Más que un deporte, en la Argentina el fútbol es parte sustancial de nuestro gen identitario. Funciona como el espejo implacable en el que se mira nuestra sociedad: como una fuente de contradicciones que, con sus luces y sus sombras, nos retrata. Es el amor puro por la Selección celeste y blanca, que nos une y nos llena de orgullo, sobre todo desde que Messi y Scaloni andan en yunta. Es también la pasión por el club de cada uno, donde conviven la incondicionalidad noble y gregaria del hincha de a pie —“yo te sigo a todas partes”— con la violencia tribal de los barras, siempre en los bordes de la ilegalidad. Y es, finalmente, su dirigencia poderosa y corrupta, firme desde hace décadas en sus vínculos inconfesables con la política, la timba y el narco. Todo eso junto.

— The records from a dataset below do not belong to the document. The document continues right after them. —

//! Table layout for forms, answers, section progress and document bindings.
//!
//! The CHECK constraints restate the invariants the engine maintains so a
//! write that slipped past the guard still cannot persist a broken row:
//! - `is_locked` always equals `status <> 'draft'`
//! - one form per filing
//! - an answer populates exactly the value column named by `value_kind`

use anyhow::{Context, Result};
use rusqlite::Connection;

pub(crate) const SCHEMA: &str = r"
    CREATE TABLE IF NOT EXISTS forms (
        id TEXT PRIMARY KEY,
        filing_id TEXT NOT NULL UNIQUE,
        user_id TEXT NOT NULL,
        status TEXT NOT NULL
            CHECK (status IN ('draft', 'submitted', 'under_review', 'approved', 'rejected')),
        is_locked INTEGER NOT NULL CHECK (is_locked = (status <> 'draft')),
        completion_percentage INTEGER NOT NULL DEFAULT 0
            CHECK (completion_percentage BETWEEN 0 AND 100),
        last_saved_step_id TEXT,
        submitted_at TEXT,
        reviewed_by TEXT,
        reviewed_at TEXT,
        review_notes TEXT,
        created_at TEXT NOT NULL,
        updated_at TEXT NOT NULL
    );

    CREATE TABLE IF NOT EXISTS answers (
        form_id TEXT NOT NULL REFERENCES forms(id) ON DELETE CASCADE,
        field_key TEXT NOT NULL,
        value_kind TEXT NOT NULL
            CHECK (value_kind IN ('boolean', 'text', 'numeric', 'date', 'list')),
        boolean_value INTEGER CHECK (boolean_value IN (0, 1)),
        text_value TEXT,
        numeric_cents INTEGER,
        date_value TEXT,
        list_value TEXT CHECK (list_value IS NULL OR json_type(list_value) = 'array'),
        created_at TEXT NOT NULL,
        updated_at TEXT NOT NULL,
        PRIMARY KEY (form_id, field_key),
        CHECK (
            (boolean_value IS NOT NULL) + (text_value IS NOT NULL) + (numeric_cents IS NOT NULL)
            + (date_value IS NOT NULL) + (list_value IS NOT NULL) = 1
        ),
        CHECK (
            CASE value_kind
                WHEN 'boolean' THEN boolean_value IS NOT NULL
                WHEN 'text' THEN text_value IS NOT NULL
                WHEN 'numeric' THEN numeric_cents IS NOT NULL
                WHEN 'date' THEN date_value IS NOT NULL
                WHEN 'list' THEN list_value IS NOT NULL
            END
        )
    );

    CREATE TABLE IF NOT EXISTS section_progress (
        form_id TEXT NOT NULL REFERENCES forms(id) ON DELETE CASCADE,
        step_id TEXT NOT NULL,
        section_id TEXT NOT NULL,
        is_reviewed INTEGER NOT NULL DEFAULT 0,
        reviewed_by TEXT,
        reviewed_at TEXT,
        review_notes TEXT,
        created_at TEXT NOT NULL,
        updated_at TEXT NOT NULL,
        PRIMARY KEY (form_id, step_id, section_id)
    );

    -- Documents only weakly reference their form: deleting a filing detaches them.
    CREATE TABLE IF NOT EXISTS documents (
        id TEXT PRIMARY KEY,
        user_id TEXT NOT NULL,
        file_name TEXT NOT NULL,
        form_id TEXT REFERENCES forms(id) ON DELETE SET NULL,
        question_key TEXT,
        is_approved INTEGER NOT NULL DEFAULT 0,
        approved_by TEXT,
        approved_at TEXT,
        rejection_reason TEXT,
        created_at TEXT NOT NULL,
        updated_at TEXT NOT NULL,
        CHECK (is_approved = 0 OR (approved_by IS NOT NULL AND approved_at IS NOT NULL))
    );

    CREATE INDEX IF NOT EXISTS idx_forms_user
    ON forms(user_id);

    CREATE INDEX IF NOT EXISTS idx_answers_list
    ON answers(form_id) WHERE value_kind = 'list';

    CREATE INDEX IF NOT EXISTS idx_documents_form
    ON documents(form_id, question_key);
";

pub(crate) fn apply(db: &Connection) -> Result<()> {
    db.execute_batch(SCHEMA)
        .context("Failed to create form store schema")
}
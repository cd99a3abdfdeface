//! Document binding and the approval freeze.

use taxform_store::{EngineError, EntityRef, FormEvent};
use taxform_types::NewDocument;

use crate::common::{admin, draft, key, recording_engine, user};

#[test]
fn approved_document_cannot_be_rejected() {
    let (engine, notifier) = recording_engine();
    let form = draft(&engine, "F1");
    let doc = engine
        .register_document(&NewDocument::new(user(), "w2.pdf").for_question(form.id, key("income.w2")))
        .unwrap();

    engine.approve_document(&doc.id, &admin()).unwrap();
    let err = engine
        .reject_document(&doc.id, &admin(), "reason")
        .unwrap_err();
    assert!(matches!(err, EngineError::ImmutableEntity(EntityRef::Document(id)) if id == doc.id));

    let stored = engine.get_document(&doc.id).unwrap();
    assert!(stored.is_approved);
    assert_eq!(stored.rejection_reason, None);
    assert_eq!(
        notifier.events(),
        vec![FormEvent::DocumentApproved {
            document_id: doc.id,
            admin_id: admin(),
        }]
    );
}

#[test]
fn admins_can_request_documents_after_submission() {
    let (engine, _) = recording_engine();
    let form = draft(&engine, "F1");
    engine.submit(&form.id).unwrap();

    let doc = engine
        .register_document(&NewDocument::new(user(), "1099.pdf").for_question(form.id, key("income.1099")))
        .unwrap();
    let rejected = engine
        .reject_document(&doc.id, &admin(), "page 2 missing")
        .unwrap();
    assert_eq!(rejected.rejection_reason.as_deref(), Some("page 2 missing"));
    engine.delete_document(&doc.id).unwrap();
    assert!(engine.list_documents(&form.id).unwrap().is_empty());
}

Si el fútbol es, al final, parte inevitable de nuestra identidad, hay entonces una oportunidad para generar una narrativa entorno a él que nos convenga, porque somos también lo que nos contamos de nosotros mismos:
Esfuerzo. Las iniciativas igualitarias en el ámbito educativo han suprimido aplazos, amonestaciones y otras medidas que puedan generar estrés a nuestros párvulos. También premios y reconocimientos, no sea cosa que los más perezosos se sientan discriminados. El fútbol nunca se plegó a esa moda: los títulos y las copas se los lleva el que gana, y ese es el que más entrena, el que logra sobreponerse a la adversidad. Contracultural.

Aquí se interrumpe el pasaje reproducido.